Impurity Toxicological Risk Assessments
With many years of experience in toxicological risk assessments, our consultants conduct risk assessments to address the issues associated with exposure to residual solvents, process impurities, extractables & leachables, elemental impurities (ICH Q3D) and other substances that may find their way into a pharmaceutical product.

Total Quality Assurance
Pharmaceutical impurity testing is one aspect of our global GMP and CMC laboratory services solutions which include pharmaceutical analysis, stability testing, quality control (QC) and batch release testing. Bringing quality and safety to life, we offer Total Quality Assurance expertise to help you to meet and exceed quality, safety and regulatory standards.

Inorganic impurities can result from the manufacturing process and typically include reagents, ligands and catalysts, heavy metals or other residual metals and inorganic salts. Our elemental impurity testing scientists and toxicologists help you to develop a testing and compliance strategy to achieve successful implementation of ICH Q3D requirements through tailored analytical programs and toxicological risk assessments. Our laboratories utilise inductively coupled–optical emission spectroscopy (ICP-OES) and ICP–mass spectrometry (ICP-MS) to perform testing in accordance with USP General Chapter <232> and Chapter <233>, or suitable alternative procedures.
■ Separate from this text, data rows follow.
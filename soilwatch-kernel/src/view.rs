/**
 * VIEW BUILDER - Calcul de la scène carte à partir d'un snapshot
 *
 * RÔLE :
 * Fonction pure (snapshot, filtre) -> scène : clusters de marqueurs par groupe,
 * centre et zoom de la carte. Aucun accès à la table partagée.
 *
 * RÈGLES :
 * - groupes en ordre lexical, couleur = palette[index % 10]
 * - humidité < 30 -> cluster alerte (rouge, taille 18), sinon normal (couleur groupe, taille 15)
 * - centre = moyenne lat/lon des devices filtrés, (0,0) si vide
 * - zoom 12 sur un groupe précis trouvé, 8 sinon
 */

use crate::models::Device;
use serde::Serialize;
use std::collections::{BTreeMap, BTreeSet};

pub const GROUP_PALETTE: [&str; 10] = [
    "#636EFA", "#EF553B", "#00CC96", "#AB63FA", "#FFA15A",
    "#19D3F3", "#FF6692", "#B6E880", "#FF97FF", "#FECB52",
];
pub const ALERT_COLOR: &str = "red";
pub const NORMAL_MARKER_SIZE: u32 = 15;
pub const ALERT_MARKER_SIZE: u32 = 18;
pub const GROUP_ZOOM: u8 = 12;
pub const WIDE_ZOOM: u8 = 8;

/// Valeur du sélecteur signifiant "tous les groupes"
pub const ALL_GROUPS: &str = "ALL";

#[derive(Debug, Clone, PartialEq, Eq)]
pub enum GroupFilter {
    All,
    Group(String),
}

impl GroupFilter {
    /// "ALL", vide ou absent -> tous les groupes
    pub fn from_param(value: Option<&str>) -> Self {
        match value.map(str::trim) {
            None | Some("") | Some(ALL_GROUPS) => GroupFilter::All,
            Some(group) => GroupFilter::Group(group.to_string()),
        }
    }

    /// Un groupe absent de `known` est traité comme "tous"
    pub fn resolve(self, known: &[String]) -> Self {
        match self {
            GroupFilter::Group(g) if known.iter().any(|k| *k == g) => GroupFilter::Group(g),
            _ => GroupFilter::All,
        }
    }

    pub fn as_param(&self) -> &str {
        match self {
            GroupFilter::All => ALL_GROUPS,
            GroupFilter::Group(g) => g.as_str(),
        }
    }
}

#[derive(Debug, Clone, Copy, PartialEq, Eq, Serialize)]
#[serde(rename_all = "lowercase")]
pub enum ClusterKind {
    Normal,
    Alert,
}

#[derive(Debug, Clone, PartialEq, Serialize)]
pub struct Marker {
    pub id: u32,
    pub name: String,
    pub latitude: f64,
    pub longitude: f64,
    pub temperature: f64,
    pub moisture: f64,
    pub timestamp: Option<f64>,
    /// Texte de survol
    pub label: String,
}

#[derive(Debug, Clone, PartialEq, Serialize)]
pub struct MarkerCluster {
    pub group: String,
    pub kind: ClusterKind,
    pub color: String,
    pub size: u32,
    pub markers: Vec<Marker>,
}

#[derive(Debug, Clone, Copy, PartialEq, Serialize)]
pub struct MapCenter {
    pub lat: f64,
    pub lon: f64,
}

#[derive(Debug, Clone, PartialEq, Serialize)]
pub struct ViewScene {
    pub filter: String,
    pub center: MapCenter,
    pub zoom: u8,
    pub clusters: Vec<MarkerCluster>,
}

impl ViewScene {
    pub fn marker_count(&self) -> usize {
        self.clusters.iter().map(|c| c.markers.len()).sum()
    }

    pub fn cluster(&self, group: &str, kind: ClusterKind) -> Option<&MarkerCluster> {
        self.clusters.iter().find(|c| c.group == group && c.kind == kind)
    }
}

fn to_marker(d: &Device) -> Marker {
    let prefix = if d.is_alert() { "LOW HUMIDITY! " } else { "" };
    Marker {
        id: d.id,
        name: d.name.clone(),
        latitude: d.latitude,
        longitude: d.longitude,
        temperature: d.temperature,
        moisture: d.moisture,
        timestamp: d.timestamp,
        label: format!(
            "{prefix}{} | Group: {} | Temperature: {} °C | Humidity: {}%",
            d.name, d.group, d.temperature, d.moisture
        ),
    }
}

/// Groupes présents dans un snapshot, triés et dédoublonnés
pub fn group_names(rows: &[Device]) -> Vec<String> {
    rows.iter()
        .map(|d| d.group.clone())
        .collect::<BTreeSet<_>>()
        .into_iter()
        .collect()
}

pub fn build(rows: &[Device], filter: &GroupFilter) -> ViewScene {
    let filtered: Vec<&Device> = match filter {
        GroupFilter::All => rows.iter().collect(),
        GroupFilter::Group(g) => rows.iter().filter(|d| d.group == *g).collect(),
    };

    // BTreeMap = ordre lexical des groupes, ordre du snapshot dans chaque groupe
    let mut groups: BTreeMap<&str, Vec<&Device>> = BTreeMap::new();
    for &d in &filtered {
        groups.entry(d.group.as_str()).or_default().push(d);
    }

    let mut clusters = Vec::new();
    for (i, (group, devices)) in groups.into_iter().enumerate() {
        let color = GROUP_PALETTE[i % GROUP_PALETTE.len()];
        let (alert, normal): (Vec<&Device>, Vec<&Device>) = devices.into_iter().partition(|d| d.is_alert());

        if !normal.is_empty() {
            clusters.push(MarkerCluster {
                group: group.to_string(),
                kind: ClusterKind::Normal,
                color: color.to_string(),
                size: NORMAL_MARKER_SIZE,
                markers: normal.into_iter().map(to_marker).collect(),
            });
        }
        if !alert.is_empty() {
            clusters.push(MarkerCluster {
                group: group.to_string(),
                kind: ClusterKind::Alert,
                color: ALERT_COLOR.to_string(),
                size: ALERT_MARKER_SIZE,
                markers: alert.into_iter().map(to_marker).collect(),
            });
        }
    }

    let center = if filtered.is_empty() {
        MapCenter { lat: 0.0, lon: 0.0 }
    } else {
        let n = filtered.len() as f64;
        MapCenter {
            lat: filtered.iter().map(|d| d.latitude).sum::<f64>() / n,
            lon: filtered.iter().map(|d| d.longitude).sum::<f64>() / n,
        }
    };

    let zoom = match filter {
        GroupFilter::Group(_) if !filtered.is_empty() => GROUP_ZOOM,
        _ => WIDE_ZOOM,
    };

    ViewScene { filter: filter.as_param().to_string(), center, zoom, clusters }
}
Our experts conduct laboratory studies to detect a wide range of organic impurities such as identified or unidentified, volatile or non-volatile, starting materials, by-products, intermediates, degradation products, reagents, ligands and catalysts. For new drug substances, we can help you to understand the actual and potential impurities which are most likely to arise during synthesis, purification, and storage. For new drug products, we can help you to assess the degradation products observed during manufacture and/or stability studies and impurities arising from the interaction with excipients and/or the immediate container closure system.

We provide expert determination and identification of residual solvents in pharmaceutical products, helping customers ensure that residual solvents have been reduced to acceptable levels to ensure that the finished product will meet the limits specified in ICH Q3C(R5) or USP <467>/ Ph. Eur. 5.4, or the limit established by the drug product manufacturer for unique solvent(s).

Our experts have over 25 years’ experience in specialised analytical and toxicology assessment for extractables and leachables, and this is reinforced by our knowledge of polymer, plastic and packaging materials, allowing us to identify components from the most complex polymer formulations.

Our biopharmaceutical product characterisation team provide the determination of both product-related and process-related impurities in accordance with the ICH Q6B Guideline. Our scientists perform detailed studies using a wide range of analytical methods (e.g., HPLC, capillary electrophoresis, mass spectroscopy, NMR, FTIR, circular dichroism spectroscopies and size exclusion chromatography) to determine modified forms, altered conjugated forms, aggregates, cell substrate-derived process impurities, cell culture-derived impurities and downstream-derived impurities.